The mustang was born about 1862, captured in a wild horse roundup, gelded and sold to the U.S. Army Cavalry on April 3, 1868, for $90. He was a bay, just over 900 pounds, stood 15 hands high with a small white star on his forehead and became the favorite mount for Captain Myles Keogh of the 7th Cavalry. Comanche participated in frequent actions of the Regiment and sustained some 12 wounds as a result of these skirmishes.

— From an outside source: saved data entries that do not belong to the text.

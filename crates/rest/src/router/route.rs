use crate::entity_type::EntityType;
use crate::router::Signature;
use http::Method;
use std::fmt;

/// An HTTP action bound to a template, the entity types it exchanges and a handler target.
///
/// `H` is whatever the application uses to identify handlers: an enum, a function pointer,
/// a boxed trait object. The router never inspects it.
#[derive(Debug, Clone)]
pub struct Route<H> {
    method: Method,
    signature: Signature,
    request_entity: Option<EntityType>,
    response_entity: Option<EntityType>,
    target: H,
}

impl<H> Route<H> {
    pub fn new(method: Method, signature: Signature, target: H) -> Self {
        Self { method, signature, request_entity: None, response_entity: None, target }
    }

    #[must_use]
    pub fn with_request_entity(mut self, entity_type: EntityType) -> Self {
        self.request_entity = Some(entity_type);
        self
    }

    #[must_use]
    pub fn with_response_entity(mut self, entity_type: EntityType) -> Self {
        self.response_entity = Some(entity_type);
        self
    }

    #[inline]
    pub fn method(&self) -> &Method {
        &self.method
    }

    #[inline]
    pub fn signature(&self) -> &Signature {
        &self.signature
    }

    #[inline]
    pub fn request_entity(&self) -> Option<&EntityType> {
        self.request_entity.as_ref()
    }

    #[inline]
    pub fn response_entity(&self) -> Option<&EntityType> {
        self.response_entity.as_ref()
    }

    #[inline]
    pub fn target(&self) -> &H {
        &self.target
    }

    #[inline]
    pub fn required_argument_count(&self) -> usize {
        self.signature.required_argument_count()
    }
}

impl<H> fmt::Display for Route<H> {
    fn fmt(&self, f: &mut fmt::Formatter<'_>) -> fmt::Result {
        write!(f, "{} {}", self.method, self.signature)
    }
}

macro_rules! method_route {
    ($method:ident, $upper_case_method:ident) => {
        #[doc = concat!("Creates a route answering HTTP ", stringify!($upper_case_method), " requests.")]
        #[inline]
        pub fn $method<H>(signature: Signature, target: H) -> Route<H> {
            Route::new(Method::$upper_case_method, signature, target)
        }
    };
}

method_route!(get, GET);
method_route!(post, POST);
method_route!(put, PUT);
method_route!(delete, DELETE);
method_route!(head, HEAD);
method_route!(options, OPTIONS);
method_route!(patch, PATCH);
method_route!(trace, TRACE);

#[cfg(test)]
mod tests {
    use super::*;

    #[test]
    fn test_method_constructors() {
        let signature = Signature::builder().path("/users").variable::<u64>("id").build().unwrap();

        let route = get(signature.clone(), "show").with_response_entity(EntityType::of::<String>());
        assert_eq!(route.method(), Method::GET);
        assert_eq!(*route.target(), "show");
        assert!(route.request_entity().is_none());
        assert_eq!(route.response_entity(), Some(&EntityType::of::<String>()));
        assert_eq!(route.required_argument_count(), 1);
        assert_eq!(route.to_string(), "GET /users/{id}");

        assert_eq!(delete(signature.clone(), ()).method(), Method::DELETE);
        assert_eq!(patch(signature, ()).method(), Method::PATCH);
    }
}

Two days after the Custer defeat, a burial party investigating the site found the severely wounded horse and transported him by steamer to Fort Lincoln, 950 miles away, where he spent the next year recuperating. Comanche remained with the 7th Cavalry and was never again ridden under orders excusing him from all duties. Most of the time he roamed the Post freely, visiting the flower gardens often. Only at formal regimental functions was he led, draped in black, stirrups and boots reversed, at the head of the Regiment.
When the Cavalry was ordered to Fort Riley, Kansas, in 1888, the elderly horse, still in moderate good health, accompanied them and continued to receive full honors as a symbol of the Little Bighorn tragedy. Finally, on November 7, 1891, about 29 years old, Comanche died of colic.
The officers of the 7th Cavalry, wanting to preserve the horse, asked Lewis Lindsay Dyche of the University of Kansas to mount the remains: skin and major bones. Comanche is currently on display in a humidity controlled glass case at the University of Kansas Museum of Natural History, Dyche Hall, Lawrence, Kansas.